#### [RECORDS FOR PROCESSING]
**********

use appwrite_client::{AppwriteClient, AppwriteClientError};
use common::error::OpsError;
use log::info;

use crate::schema::EVENTS_BUCKET_ID;

/// `true` means the resource was deleted this run; `false` means it was
/// already absent.
#[derive(Debug, Clone, Copy, PartialEq, Eq)]
pub struct TeardownReport {
    pub collection_deleted: bool,
    pub bucket_deleted: bool,
    pub database_deleted: bool,
}

/// Delete collection, bucket, then database. The inverse of a provision
/// run; a missing resource is a skip so teardown is re-runnable too.
pub async fn teardown(
    client: &AppwriteClient,
    database_id: &str,
    collection_id: &str,
) -> Result<TeardownReport, OpsError> {
    let collection_deleted = deleted(
        client.delete_collection(database_id, collection_id).await,
        "collection",
        collection_id,
    )?;
    let bucket_deleted = deleted(
        client.delete_bucket(EVENTS_BUCKET_ID).await,
        "bucket",
        EVENTS_BUCKET_ID,
    )?;
    let database_deleted = deleted(
        client.delete_database(database_id).await,
        "database",
        database_id,
    )?;

    Ok(TeardownReport {
        collection_deleted,
        bucket_deleted,
        database_deleted,
    })
}

fn deleted(
    result: Result<(), AppwriteClientError>,
    what: &str,
    id: &str,
) -> Result<bool, OpsError> {
    match result {
        Ok(()) => {
            info!("Deleted {} `{}`", what, id);
            Ok(true)
        }
        Err(e) if e.is_not_found() => {
            info!("The {} `{}` is already absent", what, id);
            Ok(false)
        }
        Err(e) => Err(OpsError::provision(e)),
    }
}
pub mod diagnostics;

pub use crate::config::error::ConfigError;
pub use diagnostics::DiagnosticMessage;

use std::error::Error as StdError;
use thiserror::Error;

/// Top-level error for a provisioning run, keyed by the phase that failed.
#[derive(Debug, Error)]
pub enum OpsError {
    #[error("configuration failed: {context}")]
    Config {
        context: DiagnosticMessage,
        #[source]
        source: Option<Box<dyn StdError + Send + Sync>>,
    },
    #[error("provisioning failed: {context}")]
    Provision {
        context: DiagnosticMessage,
        #[source]
        source: Option<Box<dyn StdError + Send + Sync>>,
    },
    #[error("seeding failed: {context}")]
    Seed {
        context: DiagnosticMessage,
        #[source]
        source: Option<Box<dyn StdError + Send + Sync>>,
    },
}

impl OpsError {
    #[track_caller]
    pub fn config<E>(err: E) -> Self
    where
        E: StdError + Send + Sync + 'static,
    {
        let message = err.to_string();
        OpsError::Config {
            context: DiagnosticMessage::new(message),
            source: Some(Box::new(err)),
        }
    }

    #[track_caller]
    pub fn config_msg(message: impl Into<String>) -> Self {
        OpsError::Config {
            context: DiagnosticMessage::new(message.into()),
            source: None,
        }
    }

    #[track_caller]
    pub fn provision<E>(err: E) -> Self
    where
        E: StdError + Send + Sync + 'static,
    {
        let message = err.to_string();
        OpsError::Provision {
            context: DiagnosticMessage::new(message),
            source: Some(Box::new(err)),
        }
    }

    #[track_caller]
    pub fn provision_msg(message: impl Into<String>) -> Self {
        OpsError::Provision {
            context: DiagnosticMessage::new(message.into()),
            source: None,
        }
    }

    #[track_caller]
    pub fn seed<E>(err: E) -> Self
    where
        E: StdError + Send + Sync + 'static,
    {
        let message = err.to_string();
        OpsError::Seed {
            context: DiagnosticMessage::new(message),
            source: Some(Box::new(err)),
        }
    }

    #[track_caller]
    pub fn seed_msg(message: impl Into<String>) -> Self {
        OpsError::Seed {
            context: DiagnosticMessage::new(message.into()),
            source: None,
        }
    }
}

**********

#### [DESCRIPTION OF THE TASK]
In the listing above, show every line with the word "what".

#### [SOLUTION FOR THIS EXERCISE]
    what: &str,
            info!("Deleted {} `{}`", what, id);
            info!("The {} `{}` is already absent", what, id);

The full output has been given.